火が、守った日
ギルドの医務室は、血の匂いが薄く残っていた。
若い冒険者が椅子に座っている。
肩に巻かれた包帯の下、浅くはない傷。
だが、致命傷ではない。
「……間に合った」
医務官が小さく息を吐く。
床には、一本の剣が置かれていた。
刃は欠けている。
だが、折れてはいない。
ブリジットはそれを見つめていた。
「昨日、点検してなかったら」
若い冒険者が言う。
「芯が弱ってるって言われて、リペアに出したんだ」
隣で仲間が頷く。
「焼き直ししてなきゃ、今日折れてた」
医務室の空気が静まる。
伊勢は壁にもたれて、その光景を見ている。
リペア基準。
損傷判定。
軽補修と焼き直しの線引き。
理屈で組んだ仕組みが、今、命を一つ守った。
だが。
理屈ではない。
ブリジットの指先が、わずかに震えていた。
ゆっくりと剣を持ち上げる。
刃を光にかざす。
「……よく持ったね」
小さく呟く。
声は震えていないが、瞳の奥が揺れている。
若い冒険者が頭を下げる。
「ありがとう。あんたの武器じゃなかったら、無理だった」
ブリジットは鼻で笑う。
「礼は早いよ。
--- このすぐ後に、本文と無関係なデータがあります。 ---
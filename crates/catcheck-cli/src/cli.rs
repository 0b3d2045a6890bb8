use std::path::PathBuf;

/// Options as given on the command line. Unset values fall back to the
/// config file, then to built-in defaults.
#[derive(Debug, Default, PartialEq, Eq)]
pub struct CliArgs {
    pub config: Option<PathBuf>,
    pub snapshot_dir: Option<PathBuf>,
    pub database: Option<String>,
    pub batch_size: Option<usize>,
    pub repair_extra: bool,
    pub repair_dir: Option<PathBuf>,
    pub run_checks: Vec<String>,
    pub skip_checks: Vec<String>,
    pub list: bool,
    pub skip_leaked_schemas: bool,
    pub json: bool,
    pub verbose: bool,
}

#[derive(Debug, PartialEq, Eq)]
pub enum Invocation {
    Run(CliArgs),
    Help,
}

pub fn print_help() {
    let help = "\
catcheck - catalog consistency checker for a coordinator and its segments

USAGE:
    catcheck [OPTIONS]

OPTIONS:
    -c, --config <PATH>        TOML config file
    --snapshot-dir <DIR>       Catalog snapshot directory (coordinator.db, dbid_<n>.db)
    -d, --database <NAME>      Database name used in the report
    -B, --batch-size <N>       Override the segment fan-out batch size
    -E, --repair-extra         Generate repair scripts for extra catalog entries
    -g, --repair-dir <DIR>     Directory for generated repair scripts
    -R, --run-check <NAME>     Run only this check (repeatable)
    -s, --skip-check <NAME>    Skip this check (repeatable)
    -l, --list                 List registered checks and exit
    --skip-leaked-schemas      Do not drop leaked temporary schemas
    --json                     Print the run summary as JSON on stdout
    -v, --verbose              Debug logging
    -h, --help                 Show this help

EXIT CODES:
    0 pass, 1 repair scripts generated, 2 segment failure,
    3 unrepairable issue, 4 usage or configuration error
";
    println!("{help}");
}

fn value<'a>(args: &'a [String], index: usize, flag: &str) -> Result<&'a str, String> {
    args.get(index)
        .map(String::as_str)
        .ok_or_else(|| format!("{flag} requires a value"))
}

pub fn parse_args(args: &[String]) -> Result<Invocation, String> {
    let mut parsed = CliArgs::default();

    let mut index = 0;
    while index < args.len() {
        let flag = args[index].as_str();
        match flag {
            "-c" | "--config" => {
                index += 1;
                parsed.config = Some(PathBuf::from(value(args, index, flag)?));
            }
            "--snapshot-dir" => {
                index += 1;
                parsed.snapshot_dir = Some(PathBuf::from(value(args, index, flag)?));
            }
            "-d" | "--database" => {
                index += 1;
                parsed.database = Some(value(args, index, flag)?.to_owned());
            }
            "-B" | "--batch-size" => {
                index += 1;
                let raw = value(args, index, flag)?;
                let size = raw
                    .parse::<usize>()
                    .map_err(|_| format!("invalid {flag} value: {raw}"))?;
                if size == 0 {
                    return Err(format!("{flag} must be at least 1"));
                }
                parsed.batch_size = Some(size);
            }
            "-E" | "--repair-extra" => parsed.repair_extra = true,
            "-g" | "--repair-dir" => {
                index += 1;
                parsed.repair_dir = Some(PathBuf::from(value(args, index, flag)?));
            }
            "-R" | "--run-check" => {
                index += 1;
                parsed.run_checks.push(value(args, index, flag)?.to_owned());
            }
            "-s" | "--skip-check" => {
                index += 1;
                parsed.skip_checks.push(value(args, index, flag)?.to_owned());
            }
            "-l" | "--list" => parsed.list = true,
            "--skip-leaked-schemas" => parsed.skip_leaked_schemas = true,
            "--json" => parsed.json = true,
            "-v" | "--verbose" => parsed.verbose = true,
            "-h" | "--help" => return Ok(Invocation::Help),
            unknown => return Err(format!("unknown option: {unknown}")),
        }
        index += 1;
    }

    if !parsed.run_checks.is_empty() && !parsed.skip_checks.is_empty() {
        return Err("--run-check and --skip-check cannot be combined".to_owned());
    }

    Ok(Invocation::Run(parsed))
}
生きて帰ってきたら言いな」
「今、生きてる」
一瞬、言葉に詰まる。
それから、ゆっくりと息を吐く。
「……そっか」
肩の力が、初めて抜けた。
⸻
その夜、ギルドの酒場は珍しく賑やかだった。
シャウプが大声で笑っている。
「聞いたぞ! 刃が折れなかったってな!」
豪快に杯を掲げる。
「守ったな、火を!」
冒険者たちも笑い、杯を鳴らす。
リペア店の若い職人も来ていた。
少し照れくさそうに、隅で飲んでいる。
ブリジットはカウンターに肘をつき、静かに酒を飲む。
いつもより、少し柔らかい表情。
「……悪くないね」
小さく呟く。
伊勢が隣に立つ。
「仕組みが機能しました」
「うん」
一拍。
「でもさ」
ブリジットは横目で伊勢を見る。
「理屈だけじゃなかった」
視線が、真っ直ぐ向く。
「私一人じゃ、無理だった」
酒場のざわめきが遠くなる。
「ありがと」
短い言葉。
だが、逃げない。
伊勢は少しだけ目を細める。
「解決したのは梶氏の皆さんですから」
「そういうとこ、ほんと嫌い」
笑う。
でも、嬉しそうだ。
⸻
シャウプが二人の背中を叩く。
「よくやったな!」
ラッジも酒を持ってくる。
「うちも負けてられねえな」
医務官が苦笑する。
いつの間にか、輪ができている。
ブリジットはその中心にいる。
だが、以前のように孤独ではない。
火が分かれた。
守る火になった。
ブリジットはふと、伊勢を見る。
ほんの少しだけ、距離が近い。
「……海人」
自然に名前が出る。
「次、何やるの?」
信頼の問いだった。
酒場の火が揺れる。
守った火は、消えない。
次の火種が、静かに灯ろうとしていた。